EXERCISE INSTRUCTIONS
Determine the count of lines in the following entries that contain the string "text". Write only the number.

--- --- ---

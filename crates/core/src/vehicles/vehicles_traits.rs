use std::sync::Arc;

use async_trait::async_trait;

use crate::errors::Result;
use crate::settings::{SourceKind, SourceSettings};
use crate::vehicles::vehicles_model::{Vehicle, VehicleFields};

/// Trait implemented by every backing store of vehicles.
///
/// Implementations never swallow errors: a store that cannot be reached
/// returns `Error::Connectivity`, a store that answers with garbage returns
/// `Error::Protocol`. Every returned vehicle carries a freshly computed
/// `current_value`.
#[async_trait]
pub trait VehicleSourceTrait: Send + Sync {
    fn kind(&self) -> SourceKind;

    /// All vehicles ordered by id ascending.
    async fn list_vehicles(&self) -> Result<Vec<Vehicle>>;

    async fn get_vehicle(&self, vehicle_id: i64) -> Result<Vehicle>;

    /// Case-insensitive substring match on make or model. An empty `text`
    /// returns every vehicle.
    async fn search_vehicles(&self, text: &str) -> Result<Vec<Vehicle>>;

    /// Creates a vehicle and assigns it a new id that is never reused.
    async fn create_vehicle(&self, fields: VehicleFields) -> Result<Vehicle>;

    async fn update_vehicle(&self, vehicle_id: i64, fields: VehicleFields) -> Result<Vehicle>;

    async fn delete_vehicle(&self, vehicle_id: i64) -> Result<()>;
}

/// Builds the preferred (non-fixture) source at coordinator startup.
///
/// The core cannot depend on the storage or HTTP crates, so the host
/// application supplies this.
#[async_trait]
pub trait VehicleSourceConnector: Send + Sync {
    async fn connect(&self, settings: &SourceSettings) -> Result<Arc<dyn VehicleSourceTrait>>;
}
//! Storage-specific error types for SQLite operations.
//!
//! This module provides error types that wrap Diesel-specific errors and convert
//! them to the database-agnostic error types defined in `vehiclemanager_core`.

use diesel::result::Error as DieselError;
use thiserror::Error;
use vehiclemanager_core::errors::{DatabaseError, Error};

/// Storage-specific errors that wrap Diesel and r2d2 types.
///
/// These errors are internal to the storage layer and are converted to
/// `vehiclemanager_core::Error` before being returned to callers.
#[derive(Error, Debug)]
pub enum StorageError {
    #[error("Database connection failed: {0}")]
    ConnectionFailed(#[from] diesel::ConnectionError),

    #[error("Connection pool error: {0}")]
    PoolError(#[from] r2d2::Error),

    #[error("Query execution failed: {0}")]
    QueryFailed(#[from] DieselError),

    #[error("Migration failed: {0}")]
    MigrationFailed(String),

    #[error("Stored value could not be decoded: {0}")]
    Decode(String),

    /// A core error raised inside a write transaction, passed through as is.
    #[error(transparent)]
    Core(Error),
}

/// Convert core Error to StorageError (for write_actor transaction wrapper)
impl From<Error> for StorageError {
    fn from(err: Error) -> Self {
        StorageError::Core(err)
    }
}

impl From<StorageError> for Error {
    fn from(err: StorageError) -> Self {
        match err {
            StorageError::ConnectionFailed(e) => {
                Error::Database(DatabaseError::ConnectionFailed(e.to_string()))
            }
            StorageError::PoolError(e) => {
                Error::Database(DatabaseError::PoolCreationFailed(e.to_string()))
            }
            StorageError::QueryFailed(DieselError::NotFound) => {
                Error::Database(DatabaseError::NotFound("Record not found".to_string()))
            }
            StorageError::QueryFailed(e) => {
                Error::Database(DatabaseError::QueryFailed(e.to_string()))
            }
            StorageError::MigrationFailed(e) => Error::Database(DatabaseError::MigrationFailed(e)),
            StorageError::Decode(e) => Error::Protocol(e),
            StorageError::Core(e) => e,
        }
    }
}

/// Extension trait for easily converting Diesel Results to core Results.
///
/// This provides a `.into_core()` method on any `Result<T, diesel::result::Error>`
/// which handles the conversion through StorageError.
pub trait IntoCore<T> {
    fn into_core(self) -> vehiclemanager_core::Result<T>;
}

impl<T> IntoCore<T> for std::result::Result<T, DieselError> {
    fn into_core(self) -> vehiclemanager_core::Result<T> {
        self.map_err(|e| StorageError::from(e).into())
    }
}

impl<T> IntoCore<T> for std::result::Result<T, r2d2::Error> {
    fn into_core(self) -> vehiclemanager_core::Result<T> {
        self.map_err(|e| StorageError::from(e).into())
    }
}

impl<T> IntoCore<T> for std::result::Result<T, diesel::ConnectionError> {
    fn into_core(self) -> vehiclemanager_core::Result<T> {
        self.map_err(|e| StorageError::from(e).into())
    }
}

--- --- ---

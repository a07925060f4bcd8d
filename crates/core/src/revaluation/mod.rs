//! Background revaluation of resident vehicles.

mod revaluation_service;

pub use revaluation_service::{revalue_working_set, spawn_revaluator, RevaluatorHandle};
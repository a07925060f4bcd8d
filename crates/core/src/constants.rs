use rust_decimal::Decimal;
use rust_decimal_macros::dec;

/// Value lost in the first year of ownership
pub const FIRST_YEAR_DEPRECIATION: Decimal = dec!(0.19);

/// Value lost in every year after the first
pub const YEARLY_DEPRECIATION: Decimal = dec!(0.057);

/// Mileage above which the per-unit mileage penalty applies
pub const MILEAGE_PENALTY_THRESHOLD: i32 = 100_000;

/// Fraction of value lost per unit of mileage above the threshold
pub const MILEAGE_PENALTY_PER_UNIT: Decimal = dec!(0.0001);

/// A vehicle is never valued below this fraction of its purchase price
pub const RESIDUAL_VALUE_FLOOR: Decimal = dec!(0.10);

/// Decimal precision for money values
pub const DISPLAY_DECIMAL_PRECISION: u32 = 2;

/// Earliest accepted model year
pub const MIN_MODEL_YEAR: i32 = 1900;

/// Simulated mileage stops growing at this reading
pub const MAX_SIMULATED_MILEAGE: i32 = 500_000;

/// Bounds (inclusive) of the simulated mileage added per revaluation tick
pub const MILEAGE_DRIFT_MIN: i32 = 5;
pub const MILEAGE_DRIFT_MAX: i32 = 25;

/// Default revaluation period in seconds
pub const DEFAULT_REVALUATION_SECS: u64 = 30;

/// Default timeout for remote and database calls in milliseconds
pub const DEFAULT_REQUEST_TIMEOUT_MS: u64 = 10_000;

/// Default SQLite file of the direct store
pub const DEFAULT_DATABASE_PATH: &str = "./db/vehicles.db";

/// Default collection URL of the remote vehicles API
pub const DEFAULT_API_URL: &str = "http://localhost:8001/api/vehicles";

--- --- ---

SOLUTION FOR THIS TASK
2